Guar gum is also expected to grow exponentially looking at the current demand scenario.
Guar gum is always wise to opt for a reputed guar gum powder exporter as this miraculous powder offers health benefits like reduction of weight and easy bowel movement. 
The guar gum powder needs to be boiled in hot water and is beneficial for people who want a reduction of weight as it reduces the calories inside the human body.

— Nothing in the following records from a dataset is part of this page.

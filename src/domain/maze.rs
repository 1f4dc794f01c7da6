//! Maze grid and the carving generator.
//!
//! ## Lattice
//!
//! Odd width/height. Cells at odd (x, y) are "rooms"; cells between two rooms
//! are connectors. Carving starts fully walled and opens rooms plus the
//! connector that joins them, so the open cells always form a spanning tree
//! rooted at the entry (1,1): exactly one route between any two path cells.
//!
//! ## Carving order
//!
//! Randomized depth-first backtracking. Each visited room shuffles its four
//! two-step directions once, on entry, and tries them in that order. The
//! walk is iterative (explicit frame stack) so large mazes never hit the
//! call-stack limit, but the rng is consumed in exactly the order a recursive
//! carver would consume it.

use rand::seq::SliceRandom;
use rand::Rng;

use super::cell::Cell;

/// Player start and carving origin.
pub const ENTRY: Position = Position { x: 1, y: 1 };

/// Smallest grid that still has an interior room at (1,1).
const MIN_SIDE: usize = 3;

const CARVE_DIRS: [(i32, i32); 4] = [(0, -2), (0, 2), (-2, 0), (2, 0)];
const STEP_DIRS: [(i32, i32); 4] = [(0, -1), (0, 1), (-1, 0), (1, 0)];

#[derive(Clone, Copy, PartialEq, Eq, Hash, Debug, Default)]
pub struct Position {
    pub x: usize,
    pub y: usize,
}

impl Position {
    pub const fn new(x: usize, y: usize) -> Self {
        Position { x, y }
    }

    /// Shift by (dx, dy). `None` when either coordinate would go negative;
    /// the upper bound is the maze's business.
    pub fn offset(self, dx: i32, dy: i32) -> Option<Position> {
        let nx = self.x as i64 + dx as i64;
        let ny = self.y as i64 + dy as i64;
        if nx < 0 || ny < 0 { return None; }
        Some(Position { x: nx as usize, y: ny as usize })
    }
}

#[derive(Clone, Debug, PartialEq, Eq)]
pub struct Maze {
    cells: Vec<Vec<Cell>>,
    width: usize,
    height: usize,
}

impl Maze {
    /// A grid with every cell walled.
    pub fn walled(width: usize, height: usize) -> Self {
        Maze { cells: vec![vec![Cell::Wall; width]; height], width, height }
    }

    /// Build a maze from a text diagram. `'#'` is a wall, anything else a
    /// path. Rows shorter than the first are padded with walls.
    pub fn from_rows(rows: &[&str]) -> Self {
        let height = rows.len();
        let width = rows.first().map_or(0, |r| r.chars().count());
        let mut maze = Maze::walled(width, height);
        for (y, row) in rows.iter().enumerate() {
            for (x, ch) in row.chars().enumerate().take(width) {
                if ch != '#' {
                    maze.cells[y][x] = Cell::Path;
                }
            }
        }
        maze
    }

    pub fn width(&self) -> usize { self.width }
    pub fn height(&self) -> usize { self.height }

    pub fn contains(&self, pos: Position) -> bool {
        pos.x < self.width && pos.y < self.height
    }

    /// Cell at `pos`; out of bounds reads as wall.
    #[inline]
    pub fn cell_at(&self, pos: Position) -> Cell {
        if self.contains(pos) {
            self.cells[pos.y][pos.x]
        } else {
            Cell::Wall
        }
    }

    #[inline]
    pub fn is_path(&self, pos: Position) -> bool {
        self.cell_at(pos).is_passable()
    }

    /// Open a cell. Out-of-bounds positions are ignored.
    pub fn carve(&mut self, pos: Position) {
        if self.contains(pos) {
            self.cells[pos.y][pos.x] = Cell::Path;
        }
    }

    /// All path cells in row-major order.
    pub fn path_cells(&self) -> impl Iterator<Item = Position> + '_ {
        self.cells.iter().enumerate().flat_map(|(y, row)| {
            row.iter().enumerate()
                .filter(|(_, c)| c.is_passable())
                .map(move |(x, _)| Position { x, y })
        })
    }

    /// Passable 4-neighbours of `pos`, in the order up, down, left, right.
    pub fn open_neighbors(&self, pos: Position) -> impl Iterator<Item = Position> + '_ {
        STEP_DIRS.iter().filter_map(move |&(dx, dy)| {
            pos.offset(dx, dy).filter(|&n| self.is_path(n))
        })
    }
}

// ══════════════════════════════════════════════════════════════
// Generation
// ══════════════════════════════════════════════════════════════

/// Round up to the next odd value, never below `MIN_SIDE`.
pub fn normalize_side(side: usize) -> usize {
    let side = side.max(MIN_SIDE);
    if side % 2 == 0 { side + 1 } else { side }
}

/// One suspended room on the carving stack.
struct Frame {
    room: Position,
    dirs: [(i32, i32); 4],
    next: usize,
}

impl Frame {
    fn enter<R: Rng + ?Sized>(room: Position, rng: &mut R) -> Self {
        let mut dirs = CARVE_DIRS;
        dirs.shuffle(rng);
        Frame { room, dirs, next: 0 }
    }
}

/// Generate a perfect maze. Dimensions are normalized to odd values.
pub fn generate<R: Rng + ?Sized>(width: usize, height: usize, rng: &mut R) -> Maze {
    let width = normalize_side(width);
    let height = normalize_side(height);
    let mut maze = Maze::walled(width, height);

    maze.carve(ENTRY);
    let mut stack = vec![Frame::enter(ENTRY, rng)];

    while let Some(frame) = stack.last_mut() {
        if frame.next == frame.dirs.len() {
            stack.pop();
            continue;
        }
        let (dx, dy) = frame.dirs[frame.next];
        frame.next += 1;
        let room = frame.room;

        let Some(target) = room.offset(dx, dy) else { continue };
        // Rooms stay strictly inside the outer wall ring.
        if target.x == 0 || target.y == 0 { continue; }
        if target.x >= width - 1 || target.y >= height - 1 { continue; }
        if maze.is_path(target) { continue; }

        let Some(between) = room.offset(dx / 2, dy / 2) else { continue };
        maze.carve(target);
        maze.carve(between);
        stack.push(Frame::enter(target, rng));
    }

    maze
}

NOW Guar Gum is a thickening agent derived from guar beans that has enjoyed much use in various baking applications. 
Guar gum is primarily used in hypoallergenic recipes that use different types of whole grain flours. 
Because the consistency of these flours allows the escape of gas released by leavening, guar gum is needed to improve the thickness of these flours, allowing them to rise as normal flour would.
Guar gum works by thickening the dough to the proper consistency to prevent the escape of gas released by leavening. 
Guar gum is especially useful as a binder in gluten-free baking.

Although research on the health effects of guar gum is fairly limited, there's some evidence that guar gum may offer certain advantages.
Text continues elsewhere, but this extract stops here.